>>>>>

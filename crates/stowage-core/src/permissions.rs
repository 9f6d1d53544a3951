// SPDX-FileCopyrightText: 2026 Stowage Contributors
// SPDX-License-Identifier: MIT OR Apache-2.0

//! Effective permission resolution for a member on a guild channel.
//!
//! Follows the platform's documented order: guild owner and `ADMINISTRATOR`
//! short-circuit to everything; otherwise the `@everyone` overwrite is applied
//! first, then the union of the member's role overwrites (deny before allow),
//! then the member's own overwrite.

use serenity::all::{PermissionOverwrite, PermissionOverwriteType, Permissions};

use crate::error::StowageError;
use crate::types::{GuildMember, ScopeRoles};

/// Resolves the permissions `member` effectively holds on a channel with `overwrites`.
///
/// Fails if the member carries a role that is absent from `scope` (stale cache).
pub fn effective_permissions(
    scope: &ScopeRoles,
    member: &GuildMember,
    overwrites: &[PermissionOverwrite],
) -> Result<Permissions, StowageError> {
    if member.id == scope.owner_id {
        return Ok(Permissions::all());
    }

    let mut base = scope.role_permissions(scope.everyone)?;
    for role in &member.roles {
        base |= scope.role_permissions(*role)?;
    }

    if base.contains(Permissions::ADMINISTRATOR) {
        return Ok(Permissions::all());
    }

    let mut everyone = None;
    let mut own = None;
    let mut role_allow = Permissions::empty();
    let mut role_deny = Permissions::empty();

    for overwrite in overwrites {
        match overwrite.kind {
            PermissionOverwriteType::Role(id) if id == scope.everyone => everyone = Some(overwrite),
            PermissionOverwriteType::Role(id) if member.roles.contains(&id) => {
                role_allow |= overwrite.allow;
                role_deny |= overwrite.deny;
            }
            PermissionOverwriteType::Member(id) if id == member.id => own = Some(overwrite),
            _ => {}
        }
    }

    let mut perms = base;
    if let Some(ow) = everyone {
        perms = (perms - ow.deny) | ow.allow;
    }
    perms = (perms - role_deny) | role_allow;
    if let Some(ow) = own {
        perms = (perms - ow.deny) | ow.allow;
    }

    Ok(perms)
}

/// Returns whether `member` can see a channel with `overwrites`.
pub fn can_view(
    scope: &ScopeRoles,
    member: &GuildMember,
    overwrites: &[PermissionOverwrite],
) -> Result<bool, StowageError> {
    effective_permissions(scope, member, overwrites)
        .map(|perms| perms.contains(Permissions::VIEW_CHANNEL))
}

#[cfg(test)]
mod tests {
    use std::collections::HashMap;

    use serenity::all::{GuildId, RoleId, UserId};

    use super::*;

    const GUILD: u64 = 1000;
    const OWNER: u64 = 1;
    const MOD_ROLE: u64 = 500;

    fn scope(everyone: Permissions) -> ScopeRoles {
        let mut roles = HashMap::new();
        roles.insert(RoleId::new(GUILD), everyone);
        roles.insert(RoleId::new(MOD_ROLE), Permissions::MANAGE_MESSAGES);
        ScopeRoles::new(GuildId::new(GUILD), UserId::new(OWNER), roles)
    }

    fn member(id: u64, roles: &[u64]) -> GuildMember {
        GuildMember {
            id: UserId::new(id),
            tag: format!("user{id}"),
            bot: false,
            roles: roles.iter().map(|r| RoleId::new(*r)).collect(),
        }
    }

    fn overwrite(kind: PermissionOverwriteType, allow: Permissions, deny: Permissions) -> PermissionOverwrite {
        PermissionOverwrite { allow, deny, kind }
    }

    #[test]
    fn base_role_permissions_apply_without_overwrites() {
        let scope = scope(Permissions::VIEW_CHANNEL);
        assert!(can_view(&scope, &member(2, &[]), &[]).unwrap());
    }

    #[test]
    fn everyone_deny_hides_channel() {
        let scope = scope(Permissions::VIEW_CHANNEL);
        let ows = [overwrite(
            PermissionOverwriteType::Role(RoleId::new(GUILD)),
            Permissions::empty(),
            Permissions::VIEW_CHANNEL,
        )];
        assert!(!can_view(&scope, &member(2, &[]), &ows).unwrap());
    }

    #[test]
    fn role_overwrite_grants_after_everyone_deny() {
        let scope = scope(Permissions::VIEW_CHANNEL);
        let ows = [
            overwrite(
                PermissionOverwriteType::Role(RoleId::new(GUILD)),
                Permissions::empty(),
                Permissions::VIEW_CHANNEL,
            ),
            overwrite(
                PermissionOverwriteType::Role(RoleId::new(MOD_ROLE)),
                Permissions::VIEW_CHANNEL,
                Permissions::empty(),
            ),
        ];
        assert!(can_view(&scope, &member(2, &[MOD_ROLE]), &ows).unwrap());
        assert!(!can_view(&scope, &member(3, &[]), &ows).unwrap());
    }

    #[test]
    fn member_overwrite_wins_over_role_overwrite() {
        let scope = scope(Permissions::empty());
        let ows = [
            overwrite(
                PermissionOverwriteType::Role(RoleId::new(MOD_ROLE)),
                Permissions::VIEW_CHANNEL,
                Permissions::empty(),
            ),
            overwrite(
                PermissionOverwriteType::Member(UserId::new(2)),
                Permissions::empty(),
                Permissions::VIEW_CHANNEL,
            ),
        ];
        assert!(!can_view(&scope, &member(2, &[MOD_ROLE]), &ows).unwrap());
    }

    #[test]
    fn role_allow_beats_role_deny_across_roles() {
        let mut scope = scope(Permissions::empty());
        scope.roles.insert(RoleId::new(501), Permissions::empty());
        let ows = [
            overwrite(
                PermissionOverwriteType::Role(RoleId::new(MOD_ROLE)),
                Permissions::empty(),
                Permissions::VIEW_CHANNEL,
            ),
            overwrite(
                PermissionOverwriteType::Role(RoleId::new(501)),
                Permissions::VIEW_CHANNEL,
                Permissions::empty(),
            ),
        ];
        assert!(can_view(&scope, &member(2, &[MOD_ROLE, 501]), &ows).unwrap());
    }

    #[test]
    fn owner_and_administrator_see_everything() {
        let mut scope = scope(Permissions::empty());
        scope.roles.insert(RoleId::new(600), Permissions::ADMINISTRATOR);
        let ows = [overwrite(
            PermissionOverwriteType::Role(RoleId::new(GUILD)),
            Permissions::empty(),
            Permissions::VIEW_CHANNEL,
        )];
        assert_eq!(
            effective_permissions(&scope, &member(OWNER, &[]), &ows).unwrap(),
            Permissions::all()
        );
        assert!(can_view(&scope, &member(7, &[600]), &ows).unwrap());
    }

    #[test]
    fn unknown_role_fails_evaluation() {
        let scope = scope(Permissions::VIEW_CHANNEL);
        assert!(can_view(&scope, &member(2, &[777]), &[]).is_err());
    }

    #[test]
    fn overwrites_for_other_principals_are_ignored() {
        let scope = scope(Permissions::VIEW_CHANNEL);
        let ows = [
            overwrite(
                PermissionOverwriteType::Member(UserId::new(9)),
                Permissions::empty(),
                Permissions::VIEW_CHANNEL,
            ),
            overwrite(
                PermissionOverwriteType::Role(RoleId::new(MOD_ROLE)),
                Permissions::empty(),
                Permissions::VIEW_CHANNEL,
            ),
        ];
        assert!(can_view(&scope, &member(2, &[]), &ows).unwrap());
    }
}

<<<<<

### Task requirements
Both the first line of the records above and the line containing "first, then the" are to be transcribed exactly, together with every line between them, and nothing else.

### Result for this task
filename crates/stowage-core/src/permissions.rs
repository 9f6d1d53544a3951
// SPDX-FileCopyrightText: 2026 Stowage Contributors
// SPDX-License-Identifier: MIT OR Apache-2.0

//! Effective permission resolution for a member on a guild channel.
//!
//! Follows the platform's documented order: guild owner and `ADMINISTRATOR`
//! short-circuit to everything; otherwise the `@everyone` overwrite is applied
//! first, then the union of the member's role overwrites (deny before allow),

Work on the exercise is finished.